Minister for Technical Education and Industrial Training
- In office 1997-2002
- Succeeded by: Rajinder Kaur Bhattal

Minister for School Education
- In office 2007-2010
- Preceded by: Harnam Das Johar
- Succeeded by: Sewa Singh Sekhwan

Minister for Finance & Planning
- In office October 2010-March 2012
- Preceded by: Manpreet Singh Badal
- Succeeded by: Parminder Singh Dhindsa

Personal details
- Party: Shiromani Akali Dal

= Upinderjit Kaur =

Indian politician

Upinderjit Kaur is an Indian politician and belongs to the ruling Shiromani Akali Dal.
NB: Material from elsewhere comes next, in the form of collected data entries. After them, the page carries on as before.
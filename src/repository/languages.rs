//! Languages repository for database operations

use sqlx::{Pool, Postgres};

use crate::{
    error::{AppError, AppResult},
    models::language::{CreateLanguage, Language},
};

#[derive(Clone)]
pub struct LanguagesRepository {
    pool: Pool<Postgres>,
}

impl LanguagesRepository {
    pub fn new(pool: Pool<Postgres>) -> Self {
        Self { pool }
    }

    /// Get language by ID
    pub async fn get_by_id(&self, id: i32) -> AppResult<Language> {
        sqlx::query_as::<_, Language>("SELECT * FROM languages WHERE id = $1")
            .bind(id)
            .fetch_optional(&self.pool)
            .await?
            .ok_or_else(|| AppError::NotFound(format!("Language with id {} not found", id)))
    }

    /// List all languages ordered by name
    pub async fn list(&self) -> AppResult<Vec<Language>> {
        let languages = sqlx::query_as::<_, Language>("SELECT * FROM languages ORDER BY name")
            .fetch_all(&self.pool)
            .await?;
        Ok(languages)
    }

    /// Create a new language
    pub async fn create(&self, language: &CreateLanguage) -> AppResult<Language> {
        let created = sqlx::query_as::<_, Language>(
            "INSERT INTO languages (name) VALUES ($1) RETURNING *",
        )
        .bind(&language.name)
        .fetch_one(&self.pool)
        .await?;

        Ok(created)
    }

    /// Delete a language. Rejected while any book still references it.
    pub async fn delete(&self, id: i32) -> AppResult<()> {
        self.get_by_id(id).await?;

        let referencing_books: i64 =
            sqlx::query_scalar("SELECT COUNT(*) FROM books WHERE language_id = $1")
                .bind(id)
                .fetch_one(&self.pool)
                .await?;

        if referencing_books > 0 {
            return Err(AppError::DeleteRestricted(format!(
                "Language is referenced by {} book(s)",
                referencing_books
            )));
        }

        sqlx::query("DELETE FROM languages WHERE id = $1")
            .bind(id)
            .execute(&self.pool)
            .await?;

        Ok(())
    }
}
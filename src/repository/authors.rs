//! Authors repository for database operations

use sqlx::{Pool, Postgres};

use crate::{
    error::{AppError, AppResult},
    models::author::{Author, CreateAuthor, UpdateAuthor},
};

use super::page_offset;

#[derive(Clone)]
pub struct AuthorsRepository {
    pool: Pool<Postgres>,
}

impl AuthorsRepository {
    pub fn new(pool: Pool<Postgres>) -> Self {
        Self { pool }
    }

    /// Get author by ID
    pub async fn get_by_id(&self, id: i32) -> AppResult<Author> {
        sqlx::query_as::<_, Author>("SELECT * FROM authors WHERE id = $1")
            .bind(id)
            .fetch_optional(&self.pool)
            .await?
            .ok_or_else(|| AppError::NotFound(format!("Author with id {} not found", id)))
    }

    /// List authors ordered by name, one page at a time
    pub async fn list(&self, page: i64, per_page: i64) -> AppResult<(Vec<Author>, i64)> {
        let total: i64 = sqlx::query_scalar("SELECT COUNT(*) FROM authors")
            .fetch_one(&self.pool)
            .await?;

        let authors = sqlx::query_as::<_, Author>(
            "SELECT * FROM authors ORDER BY last_name, first_name LIMIT $1 OFFSET $2",
        )
        .bind(per_page)
        .bind(page_offset(page, per_page))
        .fetch_all(&self.pool)
        .await?;

        Ok((authors, total))
    }

    /// Create a new author
    pub async fn create(&self, author: &CreateAuthor) -> AppResult<Author> {
        let created = sqlx::query_as::<_, Author>(
            r#"
            INSERT INTO authors (first_name, last_name, date_of_birth, date_of_death)
            VALUES ($1, $2, $3, $4)
            RETURNING *
            "#,
        )
        .bind(&author.first_name)
        .bind(&author.last_name)
        .bind(author.date_of_birth)
        .bind(author.date_of_death)
        .fetch_one(&self.pool)
        .await?;

        Ok(created)
    }

    /// Update an author
    pub async fn update(&self, id: i32, update: &UpdateAuthor) -> AppResult<Author> {
        let current = self.get_by_id(id).await?;

        let updated = sqlx::query_as::<_, Author>(
            r#"
            UPDATE authors
            SET first_name = $1, last_name = $2, date_of_birth = $3, date_of_death = $4
            WHERE id = $5
            RETURNING *
            "#,
        )
        .bind(update.first_name.as_ref().unwrap_or(&current.first_name))
        .bind(update.last_name.as_ref().unwrap_or(&current.last_name))
        .bind(update.date_of_birth.or(current.date_of_birth))
        .bind(update.date_of_death.or(current.date_of_death))
        .bind(id)
        .fetch_one(&self.pool)
        .await?;

        Ok(updated)
    }

    /// Delete an author. Rejected while any book still references it,
    /// so no dangling book references can appear.
    pub async fn delete(&self, id: i32) -> AppResult<()> {
        self.get_by_id(id).await?;

        let referencing_books: i64 =
            sqlx::query_scalar("SELECT COUNT(*) FROM books WHERE author_id = $1")
                .bind(id)
                .fetch_one(&self.pool)
                .await?;

        if referencing_books > 0 {
            return Err(AppError::DeleteRestricted(format!(
                "Author is referenced by {} book(s)",
                referencing_books
            )));
        }

        sqlx::query("DELETE FROM authors WHERE id = $1")
            .bind(id)
            .execute(&self.pool)
            .await?;

        Ok(())
    }

    /// Count all authors
    pub async fn count(&self) -> AppResult<i64> {
        let count: i64 = sqlx::query_scalar("SELECT COUNT(*) FROM authors")
            .fetch_one(&self.pool)
            .await?;
        Ok(count)
    }
}
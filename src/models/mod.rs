//! Data models for the Biblos catalog

pub mod author;
pub mod book;
pub mod copy;
pub mod genre;
pub mod language;
pub mod user;

// Re-export commonly used types
pub use author::Author;
pub use book::{Book, BookShort};
pub use copy::{BookCopy, CopyStatus};
pub use genre::Genre;
pub use language::Language;
pub use user::{User, UserClaims};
==Early life and education==
Her father S.Atma Singh was a minister of Punjab and Akali Dal leader. Her mother's name is Bibi Tej Kaur. She did M.A. in economics from Delhi University and M.A. in Punjabi from Panjab University, Chandigarh. She got Ph.D in Economics from Punjabi University, Patiala.

==Career==

=== Academic career ===
She has taught Economics at Punjabi University and was a Professor of Economics. She also served as the Principal of Guru Nanak Khalsa College, Sultanpur Lodhi, and Dist. Kapurthala. She has written two books 'Development of Theory of Demand' and 'Sikh Religion and Economic Development'. Her second book is about the role of non-economic factors, especially religion in economic development. She was awarded Dr. Ganda Singh Memorial Award for her original research paper 'The Place and Status of Women in Sikh Society'.

=== Political career ===
She was elected to the Punjab Legislative Assembly in 1997 on an Akali Dal ticket from Sultanpur for first time. She was made a cabinet minister in the Prakash Singh Badal government and given the portfolio of Technical Education and Industrial Training, Cultural Affairs and Tourism, Housing and Urban Development. She was re-elected from Sultanpur in 2002 and 2007. She was again made cabinet minister in 2007 and was minister of Education, Civil Aviation, Vigilance and Justice. In October 2010, she was made minister of finance after the removal of Manpreet Singh Badal. She is the first woman finance minister in the independent India. She has remained member of various Vidhan Sabha Committees, such as Public Accounts Committee, Estimates Committee, Public Undertakings Committee, House Committee. In 2012 Punjab elections she was the oldest candidate among woman at the age of 72.